Make your reply a word-for-word repeat of the records.

Data for the task START

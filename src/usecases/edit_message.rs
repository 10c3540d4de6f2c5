use chrono::{DateTime, Utc};

use crate::domain::{chat_store::ChatStore, errors::ChatError, message::MessageId};

use super::contracts::{map_source_error, ChatBackend};

const MESSAGE_EDIT_FAILED: &str = "CHAT_MESSAGE_EDIT_FAILED";

/// Replaces the content of one of the current user's messages. The cache only
/// changes once the backend confirms the edit.
pub fn edit_message(
    store: &mut ChatStore,
    backend: &dyn ChatBackend,
    message_id: &MessageId,
    content: &str,
    now: DateTime<Utc>,
) -> Result<(), ChatError> {
    let request = store.prepare_edit(message_id, content)?;

    let outcome = backend
        .update_message_content(&request.message_id, &request.content, now)
        .map_err(map_source_error);
    if let Err(error) = &outcome {
        tracing::warn!(
            code = MESSAGE_EDIT_FAILED,
            message_id = %request.message_id,
            error = %error,
            "message edit failed"
        );
    }

    store.apply_edit(outcome, now)
}

#[cfg(test)]
mod tests {
    use super::*;
    use crate::{
        domain::{
            channel::fixtures::group,
            message::fixtures::{at, message},
            user::User,
        },
        infra::stubs::StubChatBackend,
        usecases::contracts::BackendError,
    };

    fn setup() -> (ChatStore, StubChatBackend) {
        let rows = vec![
            message("1", "c1", "alice", "helo", 0),
            message("2", "c1", "bob", "hey", 1),
        ];
        let mut store = ChatStore::default();
        store.set_current_user(Some(User::new("alice", "Alice")));
        store.set_channels(vec![group("c1", "General", &["alice", "bob"])]);
        store.load_messages("c1", rows.clone());
        (store, StubChatBackend::with_rows(rows))
    }

    #[test]
    fn confirmed_edit_updates_cached_content() {
        let (mut store, backend) = setup();

        edit_message(&mut store, &backend, &MessageId::new("1"), " hello ", at(9))
            .expect("edit should succeed");

        let cached = &store.cache().messages("c1")[0];
        assert_eq!(cached.content, "hello");
        assert!(cached.edited);
        assert_eq!(cached.edited_at, Some(at(9)));
    }

    #[test]
    fn failed_edit_leaves_message_untouched_and_sets_error() {
        let (mut store, backend) = setup();
        backend.fail_writes(BackendError::Unavailable);

        let result = edit_message(&mut store, &backend, &MessageId::new("1"), "hello", at(9));

        assert_eq!(result, Err(ChatError::TemporarilyUnavailable));
        assert_eq!(store.cache().messages("c1")[0].content, "helo");
        assert!(store.error().is_some());
    }

    #[test]
    fn editing_someone_elses_message_is_rejected_before_write() {
        let (mut store, backend) = setup();

        let result = edit_message(&mut store, &backend, &MessageId::new("2"), "mine now", at(9));

        assert_eq!(result, Err(ChatError::NotMessageSender));
        assert!(backend.calls().is_empty());
        assert_eq!(store.error(), None);
    }
}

Data for the task END

§ **Result for this task**:
filename src/usecases/edit_message.rs
repository 10c3540d4de6f2c5
use chrono::{DateTime, Utc};

use crate::domain::{chat_store::ChatStore, errors::ChatError, message::MessageId};

use super::contracts::{map_source_error, ChatBackend};

const MESSAGE_EDIT_FAILED: &str = "CHAT_MESSAGE_EDIT_FAILED";

/// Replaces the content of one of the current user's messages. The cache only
/// changes once the backend confirms the edit.
pub fn edit_message(
    store: &mut ChatStore,
    backend: &dyn ChatBackend,
    message_id: &MessageId,
    content: &str,
    now: DateTime<Utc>,
) -> Result<(), ChatError> {
    let request = store.prepare_edit(message_id, content)?;

    let outcome = backend
        .update_message_content(&request.message_id, &request.content, now)
        .map_err(map_source_error);
    if let Err(error) = &outcome {
        tracing::warn!(
            code = MESSAGE_EDIT_FAILED,
            message_id = %request.message_id,
            error = %error,
            "message edit failed"
        );
    }

    store.apply_edit(outcome, now)
}

#[cfg(test)]
mod tests {
    use super::*;
    use crate::{
        domain::{
            channel::fixtures::group,
            message::fixtures::{at, message},
            user::User,
        },
        infra::stubs::StubChatBackend,
        usecases::contracts::BackendError,
    };

    fn setup() -> (ChatStore, StubChatBackend) {
        let rows = vec![
            message("1", "c1", "alice", "helo", 0),
            message("2", "c1", "bob", "hey", 1),
        ];
        let mut store = ChatStore::default();
        store.set_current_user(Some(User::new("alice", "Alice")));
        store.set_channels(vec![group("c1", "General", &["alice", "bob"])]);
        store.load_messages("c1", rows.clone());
        (store, StubChatBackend::with_rows(rows))
    }

    #[test]
    fn confirmed_edit_updates_cached_content() {
        let (mut store, backend) = setup();

        edit_message(&mut store, &backend, &MessageId::new("1"), " hello ", at(9))
            .expect("edit should succeed");

        let cached = &store.cache().messages("c1")[0];
        assert_eq!(cached.content, "hello");
        assert!(cached.edited);
        assert_eq!(cached.edited_at, Some(at(9)));
    }

    #[test]
    fn failed_edit_leaves_message_untouched_and_sets_error() {
        let (mut store, backend) = setup();
        backend.fail_writes(BackendError::Unavailable);

        let result = edit_message(&mut store, &backend, &MessageId::new("1"), "hello", at(9));

        assert_eq!(result, Err(ChatError::TemporarilyUnavailable));
        assert_eq!(store.cache().messages("c1")[0].content, "helo");
        assert!(store.error().is_some());
    }

    #[test]
    fn editing_someone_elses_message_is_rejected_before_write() {
        let (mut store, backend) = setup();

        let result = edit_message(&mut store, &backend, &MessageId::new("2"), "mine now", at(9));

        assert_eq!(result, Err(ChatError::NotMessageSender));
        assert!(backend.calls().is_empty());
        assert_eq!(store.error(), None);
    }
}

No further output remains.